Notes From Our Reviewers The CLEAN collection is hand-picked and rigorously reviewed for scientific accuracy and classroom effectiveness. Read what our review team had to say about this resource below or learn more about how CLEAN reviews teaching materials
Teaching Tips | Science | Pedagogy | Technical Details

Teaching Tips

About the Science

  • Students use a simple spreadsheet climate model to explore how solar luminosity, albedo, and an atmospheric greenhouse gas loading parameter affect the global mean surface temperature in different climate regimes (Modern, Archean, Neoproterozoic).
  • This activity has students explore model scenarios; real and recent data can be added to the activity by the instructor.
  • The two science articles from Scientific American are excellent.
  • GEEBITT is a 1-dimensional energy balance model that calculates global mean surface temperature, based on a planet’s distance from the sun, solar luminosity, global albedo, and a parameterized ‘greenhouse-factor’ (called ‘GHF’ in the activity).
  • Comments from expert scientist: Great exposure to a relevant model. Also allows students to play with the model and investigate several interesting climate questions.

About the Pedagogy

  • Students work in teams of 2 or 3 to conduct a series of computer experiments with the simple spreadsheet model, collect and evaluate data, and then share their results in a class discussion.
  • If class time is short, the class may be divided into three groups, with each group focusing on a different time period (Modern, Archean, Neoproterozoic). At the end of the class, each group can share their results and insights with the class as a whole.
  • This resource may be difficult to do without a familiarity with a number of topics (clarified in the instructions).
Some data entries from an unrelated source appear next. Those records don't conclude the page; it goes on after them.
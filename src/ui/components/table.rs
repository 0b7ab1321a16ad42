//! Contact table renderer.
//!
//! Each section is a title line followed by one row per contact with the
//! columns favorite marker, id, name and phone numbers. Name matches of the
//! active search are highlighted.

use crate::ui::helpers::{self, fit, padding};
use crate::ui::theme::Theme;
use crate::ui::viewmodel::{DisplayItem, SectionInfo};

/// Width of the id column, `#` included.
const ID_WIDTH: usize = 6;

/// Width of the name column.
const NAME_WIDTH: usize = 28;

/// Appends a section title and its rows.
pub fn render_section(out: &mut String, section: &SectionInfo, theme: &Theme, cols: usize) {
    out.push_str(Theme::bold());
    out.push_str(&Theme::fg(&theme.colors.section_fg));
    out.push_str(&section.title);
    out.push_str(Theme::reset());
    out.push('\n');

    for item in &section.rows {
        render_row(out, item, theme, cols);
    }
}

/// Appends one contact row.
///
/// # Layout
///
/// ```text
/// ★ #12    Ann Lee                      555-0100, 555-0101
/// ```
///
/// Names longer than the column are truncated; highlighting is dropped for
/// truncated names since the ranges would no longer line up.
fn render_row(out: &mut String, item: &DisplayItem, theme: &Theme, cols: usize) {
    let base = Theme::fg(&theme.colors.text_normal);

    if item.is_favorite {
        out.push_str(&Theme::fg(&theme.colors.favorite_fg));
        out.push('★');
        out.push_str(Theme::reset());
    } else {
        out.push(' ');
    }
    out.push(' ');

    out.push_str(&Theme::fg(&theme.colors.text_dim));
    out.push_str(&fit(&format!("#{}", item.id), ID_WIDTH));
    out.push_str(Theme::reset());

    out.push_str(&base);
    let name_len = item.name.chars().count();
    if name_len <= NAME_WIDTH {
        helpers::push_highlighted(out, &item.name, &item.highlight_ranges, theme, &base);
        out.push_str(&" ".repeat(padding(name_len, NAME_WIDTH)));
    } else {
        out.push_str(&fit(&item.name, NAME_WIDTH));
    }

    out.push(' ');
    let used = 2 + ID_WIDTH + NAME_WIDTH + 1;
    out.push_str(fit(&item.phones, padding(used, cols).max(8)).trim_end());
    out.push_str(Theme::reset());
    out.push('\n');
}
The readings will help students better understand the the parts of Earth's history that are featured in the activity.
  • Students should be comfortable with using spreadsheets (such as Excel) and spreadsheet models.
  • It would be helpful for teachers to review some of the formulas in the spreadsheet.

Technical Details/Ease of Use

  • There are two assigned readings from Scientific American that should be linked from the activity for easy access: When Methane Made Climate and Snowball Earth.
  • Activity handout and instructors notes are provided but the instructions are not as detailed as many educators and students might need.